Last week, in our approach to Mother's Day, we posted our Tribute to Southern Women on YouTube. If you did not see it don't worry, its still there.

Last week, in our approach to Mother's Day, we posted our Tribute to Southern Women on YouTube. If you did not see it don't worry, its still there.


Tribute to Southern Women

The pathetic thing is that if you were to go to YouTube and try to find a tribute to Southern Women or to Confederate Women using their search engine you will find hundreds of videos of the song "Trashy Women" by a musical group that calls itself Confederate Railroad. There will also be a few tributes and documentaries about "Civil War" women (north and South) and a few videos extolling the made-up virtues of northern women trying to feed the free the slaves myth. But the internet really has failed to offer any genuine tributes to the women of the South. Actually, a better way to put that is that we Southerners have failed to place the appropriate tributes on the internet. Certainly we Sons of the South owe it to our wives and mothers to do more than songs named "Trashy Women." 
 
Reverend John Levi Underwood, a Chaplain and Captain in the Confederate Army, saw first hand the contributions women gave to the South and the Confederacy. In his book, The Women of the Confederacy, published in 1906, Underwood gives both personal and public testimony to Southern womanhood. In citing the selflessness shown during the war he stated, "Our women gave their carpets to make blankets, their dresses to be made into shirts for the soldiers, and their linen to furnish lint for their wounds, and then, clad in home-spun, they gave themselves."

This Mother's Day I wish to express my gratitude to the women of the South who for generations have lived their Christian faith and imparted its virtues to their daughters and granddaughters.


THE SOUTHERN ROOTS OF MOTHER'S DAY

According to the encyclopedia, the modern American holiday of Mother's Day was first celebrated in 1908, when Anna Jarvis held a memorial for her mother in Grafton, West Virginia. Her campaign to make "Mother's Day" a recognized holiday in the United States began in 1905, the year her mother died.

Anna's mother, Ann Reeves Jarvis, was a Southern nurse who provided care and comfort to many an injured boy in Grey. When fallen northern soldiers were left behind on the battlefields near her Virginia home she would nurse them as well.

Ann Reeves Jarvis actually began organizing what she called Mothers' Day Work Clubs to combat  the disease-causing environment of the mountain people's poorest workers. She believed too many of the workers' children were dying from illnesses brought on by filthy conditions. So under the advice of her physician brother, Jarvis taught mothers how to boil water for drinking and keep food from spoiling. When the war began, the Mothers' Day Work Clubs became a vehicle for providing nursing and care to the Soldiers.
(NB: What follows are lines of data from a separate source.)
//! Static Gherkin document model.
//!
//! The tree mirrors the `gherkinDocument` message of the Cucumber Messages
//! protocol. Nodes carrying identity expose their identifier read-only; only
//! the [`crate::ids`] module may assign a new one.

use serde::{Deserialize, Serialize};

/// Parsed representation of one feature file.
#[derive(Clone, Debug, Default, PartialEq, Eq, Serialize, Deserialize)]
#[serde(rename_all = "camelCase")]
pub struct GherkinDocument {
    /// Location of the source file relative to the project root.
    #[serde(default, skip_serializing_if = "Option::is_none")]
    pub uri: Option<String>,
    /// The feature, absent for empty files.
    #[serde(default, skip_serializing_if = "Option::is_none")]
    pub feature: Option<Feature>,
}

impl GherkinDocument {
    /// Create a document for `uri` holding `feature`.
    #[must_use]
    pub fn new(uri: impl Into<String>, feature: Feature) -> Self {
        Self {
            uri: Some(uri.into()),
            feature: Some(feature),
        }
    }

    /// Collect every node identifier in document order.
    #[must_use]
    pub fn node_ids(&self) -> Vec<&str> {
        let mut ids = Vec::new();
        if let Some(feature) = &self.feature {
            ids.extend(feature.tags.iter().map(Tag::id));
            for child in &feature.children {
                child.collect_ids(&mut ids);
            }
        }
        ids
    }
}

/// Top-level `Feature:` block.
#[derive(Clone, Debug, Default, PartialEq, Eq, Serialize, Deserialize)]
#[serde(rename_all = "camelCase")]
pub struct Feature {
    #[serde(default)]
    pub tags: Vec<Tag>,
    #[serde(default)]
    pub language: String,
    #[serde(default)]
    pub keyword: String,
    #[serde(default)]
    pub name: String,
    #[serde(default)]
    pub description: String,
    #[serde(default)]
    pub children: Vec<FeatureChild>,
}

impl Feature {
    /// Create an English feature named `name`.
    #[must_use]
    pub fn new(name: impl Into<String>) -> Self {
        Self {
            language: "en".to_owned(),
            keyword: "Feature".to_owned(),
            name: name.into(),
            ..Self::default()
        }
    }

    #[must_use]
    pub fn with_tag(mut self, tag: Tag) -> Self {
        self.tags.push(tag);
        self
    }

    #[must_use]
    pub fn with_child(mut self, child: impl Into<FeatureChild>) -> Self {
        self.children.push(child.into());
        self
    }
}

/// A child of a [`Feature`].
#[derive(Clone, Debug, PartialEq, Eq, Serialize, Deserialize)]
#[serde(rename_all = "camelCase")]
pub enum FeatureChild {
    Rule(Rule),
    Background(Background),
    Scenario(Scenario),
}

impl FeatureChild {
    /// Identifier of the node itself.
    #[must_use]
    pub fn id(&self) -> &str {
        match self {
            Self::Rule(rule) => rule.id(),
            Self::Background(background) => background.id(),
            Self::Scenario(scenario) => scenario.id(),
        }
    }

    fn collect_ids<'a>(&'a self, ids: &mut Vec<&'a str>) {
        match self {
            Self::Rule(rule) => rule.collect_ids(ids),
            Self::Background(background) => background.collect_ids(ids),
            Self::Scenario(scenario) => scenario.collect_ids(ids),
        }
    }
}

impl From<Rule> for FeatureChild {
    fn from(value: Rule) -> Self { Self::Rule(value) }
}

impl From<Background> for FeatureChild {
    fn from(value: Background) -> Self { Self::Background(value) }
}

impl From<Scenario> for FeatureChild {
    fn from(value: Scenario) -> Self { Self::Scenario(value) }
}

/// `Rule:` block grouping backgrounds and scenarios.
#[derive(Clone, Debug, Default, PartialEq, Eq, Serialize, Deserialize)]
#[serde(rename_all = "camelCase")]
pub struct Rule {
    id: String,
    #[serde(default)]
    pub tags: Vec<Tag>,
    #[serde(default)]
    pub keyword: String,
    #[serde(default)]
    pub name: String,
    #[serde(default)]
    pub children: Vec<RuleChild>,
}

impl Rule {
    #[must_use]
    pub fn new(id: impl Into<String>, name: impl Into<String>) -> Self {
        Self {
            id: id.into(),
            keyword: "Rule".to_owned(),
            name: name.into(),
            ..Self::default()
        }
    }

    #[must_use]
    pub fn id(&self) -> &str { &self.id }

    pub(crate) fn set_id(&mut self, id: String) { self.id = id; }

    #[must_use]
    pub fn with_tag(mut self, tag: Tag) -> Self {
        self.tags.push(tag);
        self
    }

    #[must_use]
    pub fn with_child(mut self, child: impl Into<RuleChild>) -> Self {
        self.children.push(child.into());
        self
    }

    fn collect_ids<'a>(&'a self, ids: &mut Vec<&'a str>) {
        ids.push(&self.id);
        ids.extend(self.tags.iter().map(Tag::id));
        for child in &self.children {
            match child {
                RuleChild::Background(background) => background.collect_ids(ids),
                RuleChild::Scenario(scenario) => scenario.collect_ids(ids),
            }
        }
    }
}

/// A child of a [`Rule`].
#[derive(Clone, Debug, PartialEq, Eq, Serialize, Deserialize)]
#[serde(rename_all = "camelCase")]
pub enum RuleChild {
    Background(Background),
    Scenario(Scenario),
}

impl From<Background> for RuleChild {
    fn from(value: Background) -> Self { Self::Background(value) }
}

impl From<Scenario> for RuleChild {
    fn from(value: Scenario) -> Self { Self::Scenario(value) }
}

/// `Background:` steps shared by the scenarios of a feature or rule.
#[derive(Clone, Debug, Default, PartialEq, Eq, Serialize, Deserialize)]
#[serde(rename_all = "camelCase")]
pub struct Background {
    id: String,
    #[serde(default)]
    pub keyword: String,
    #[serde(default)]
    pub name: String,
    #[serde(default)]
    pub steps: Vec<Step>,
}

impl Background {
    #[must_use]
    pub fn new(id: impl Into<String>) -> Self {
        Self {
            id: id.into(),
            keyword: "Background".to_owned(),
            ..Self::default()
        }
    }

    #[must_use]
    pub fn id(&self) -> &str { &self.id }

    pub(crate) fn set_id(&mut self, id: String) { self.id = id; }

    #[must_use]
    pub fn with_step(mut self, step: Step) -> Self {
        self.steps.push(step);
        self
    }

    fn collect_ids<'a>(&'a self, ids: &mut Vec<&'a str>) {
        ids.push(&self.id);
        for step in &self.steps {
            step.collect_ids(ids);
        }
    }
}

/// `Scenario:` or, when `examples` is non-empty, `Scenario Outline:`.
#[derive(Clone, Debug, Default, PartialEq, Eq, Serialize, Deserialize)]
#[serde(rename_all = "camelCase")]
pub struct Scenario {
    id: String,
    #[serde(default)]
    pub tags: Vec<Tag>,
    #[serde(default)]
    pub keyword: String,
    #[serde(default)]
    pub name: String,
    #[serde(default)]
    pub steps: Vec<Step>,
    #[serde(default)]
    pub examples: Vec<Examples>,
}

impl Scenario {
    #[must_use]
    pub fn new(id: impl Into<String>, name: impl Into<String>) -> Self {
        Self {
            id: id.into(),
            keyword: "Scenario".to_owned(),
            name: name.into(),
            ..Self::default()
        }
    }

    #[must_use]
    pub fn id(&self) -> &str { &self.id }

    pub(crate) fn set_id(&mut self, id: String) { self.id = id; }

    /// Whether this scenario is a scenario outline.
    #[must_use]
    pub fn is_outline(&self) -> bool { !self.examples.is_empty() }

    #[must_use]
    pub fn with_tag(mut self, tag: Tag) -> Self {
        self.tags.push(tag);
        self
    }

    #[must_use]
    pub fn with_step(mut self, step: Step) -> Self {
        self.steps.push(step);
        self
    }

    #[must_use]
    pub fn with_examples(mut self, examples: Examples) -> Self {
        self.keyword = "Scenario Outline".to_owned();
        self.examples.push(examples);
        self
    }

    fn collect_ids<'a>(&'a self, ids: &mut Vec<&'a str>) {
        ids.push(&self.id);
        ids.extend(self.tags.iter().map(Tag::id));
        for step in &self.steps {
            step.collect_ids(ids);
        }
        for examples in &self.examples {
            examples.collect_ids(ids);
        }
    }
}

/// A single `Given`/`When`/`Then` line.
#[derive(Clone, Debug, Default, PartialEq, Eq, Serialize, Deserialize)]
#[serde(rename_all = "camelCase")]
pub struct Step {
    id: String,
    #[serde(default)]
    pub keyword: String,
    #[serde(default)]
    pub text: String,
    #[serde(default, skip_serializing_if = "Option::is_none")]
    pub data_table: Option<DataTable>,
}

impl Step {
    #[must_use]
    pub fn new(id: impl Into<String>, keyword: impl Into<String>, text: impl Into<String>) -> Self {
        Self {
            id: id.into(),
            keyword: keyword.into(),
            text: text.into(),
            data_table: None,
        }
    }

    #[must_use]
    pub fn id(&self) -> &str { &self.id }

    pub(crate) fn set_id(&mut self, id: String) { self.id = id; }

    #[must_use]
    pub fn with_data_table(mut self, table: DataTable) -> Self {
        self.data_table = Some(table);
        self
    }

    fn collect_ids<'a>(&'a self, ids: &mut Vec<&'a str>) {
        ids.push(&self.id);
        if let Some(table) = &self.data_table {
            ids.extend(table.rows.iter().map(TableRow::id));
        }
    }
}

/// Table argument attached to a step.
#[derive(Clone, Debug, Default, PartialEq, Eq, Serialize, Deserialize)]
#[serde(rename_all = "camelCase")]
pub struct DataTable {
    #[serde(default)]
    pub rows: Vec<TableRow>,
}

/// `Examples:` block of a scenario outline.
#[derive(Clone, Debug, Default, PartialEq, Eq, Serialize, Deserialize)]
#[serde(rename_all = "camelCase")]
pub struct Examples {
    id: String,
    #[serde(default)]
    pub tags: Vec<Tag>,
    #[serde(default)]
    pub keyword: String,
    #[serde(default)]
    pub name: String,
    #[serde(default, skip_serializing_if = "Option::is_none")]
    pub table_header: Option<TableRow>,
    #[serde(default)]
    pub table_body: Vec<TableRow>,
}

impl Examples {
    #[must_use]
    pub fn new(id: impl Into<String>, header: TableRow) -> Self {
        Self {
            id: id.into(),
            keyword: "Examples".to_owned(),
            table_header: Some(header),
            ..Self::default()
        }
    }

    #[must_use]
    pub fn id(&self) -> &str { &self.id }

    pub(crate) fn set_id(&mut self, id: String) { self.id = id; }

    #[must_use]
    pub fn with_row(mut self, row: TableRow) -> Self {
        self.table_body.push(row);
        self
    }

    fn collect_ids<'a>(&'a self, ids: &mut Vec<&'a str>) {
        ids.push(&self.id);
        ids.extend(self.tags.iter().map(Tag::id));
        ids.extend(self.table_header.iter().map(TableRow::id));
        ids.extend(self.table_body.iter().map(TableRow::id));
    }
}

/// One row of a data table or examples table.
#[derive(Clone, Debug, Default, PartialEq, Eq, Serialize, Deserialize)]
#[serde(rename_all = "camelCase")]
pub struct TableRow {
    id: String,
    #[serde(default)]
    pub cells: Vec<TableCell>,
}

impl TableRow {
    #[must_use]
    pub fn new<I, S>(id: impl Into<String>, cells: I) -> Self
    where
        I: IntoIterator<Item = S>,
        S: Into<String>,
    {
        Self {
            id: id.into(),
            cells: cells
                .into_iter()
                .map(|value| TableCell {
                    value: value.into(),
                })
                .collect(),
        }
    }

    #[must_use]
    pub fn id(&self) -> &str { &self.id }

    pub(crate) fn set_id(&mut self, id: String) { self.id = id; }
}

#[derive(Clone, Debug, Default, PartialEq, Eq, Serialize, Deserialize)]
pub struct TableCell {
    pub value: String,
}

/// `@tag` annotation.
#[derive(Clone, Debug, Default, PartialEq, Eq, Serialize, Deserialize)]
#[serde(rename_all = "camelCase")]
pub struct Tag {
    id: String,
    pub name: String,
}

impl Tag {
    #[must_use]
    pub fn new(id: impl Into<String>, name: impl Into<String>) -> Self {
        Self {
            id: id.into(),
            name: name.into(),
        }
    }

    #[must_use]
    pub fn id(&self) -> &str { &self.id }

    pub(crate) fn set_id(&mut self, id: String) { self.id = id; }
}

#[cfg(test)]
mod tests {
    use super::*;

    #[test]
    fn node_ids_follow_document_order() {
        let feature = Feature::new("Checkout")
            .with_tag(Tag::new("1", "@smoke"))
            .with_child(Background::new("2").with_step(Step::new("3", "Given ", "a cart")))
            .with_child(
                Scenario::new("4", "Pay")
                    .with_tag(Tag::new("5", "@slow"))
                    .with_step(Step::new("6", "When ", "I pay <amount>"))
                    .with_examples(
                        Examples::new("7", TableRow::new("8", ["amount"]))
                            .with_row(TableRow::new("9", ["10"])),
                    ),
            );
        let doc = GherkinDocument::new("features/checkout.feature", feature);

        assert_eq!(
            doc.node_ids(),
            vec!["1", "2", "3", "4", "5", "6", "7", "8", "9"]
        );
    }

    #[test]
    fn children_serialise_as_tagged_objects() {
        let child = FeatureChild::from(Scenario::new("s1", "one"));
        let json = serde_json::to_value(&child).expect("serialise child");
        assert_eq!(json["scenario"]["id"], "s1");
        assert_eq!(json["scenario"]["name"], "one");
    }
}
Jarvis and other club members fed and clothed soldiers; treated their wounds and, just as they'd done with the poorest workers before the war, taught life-saving sanitation methods.

By the end of the war, her Virginia home was now in the "northern" State of West Virginia. And tensions were high. After the war, wanting to help bring the community together, Jarvis organized a Mothers' Friendship Day at the local courthouse. Although she publicized the event as a way to honor mothers, its real purpose was to bring together a fractured community by gathering battle-worn soldiers and their families.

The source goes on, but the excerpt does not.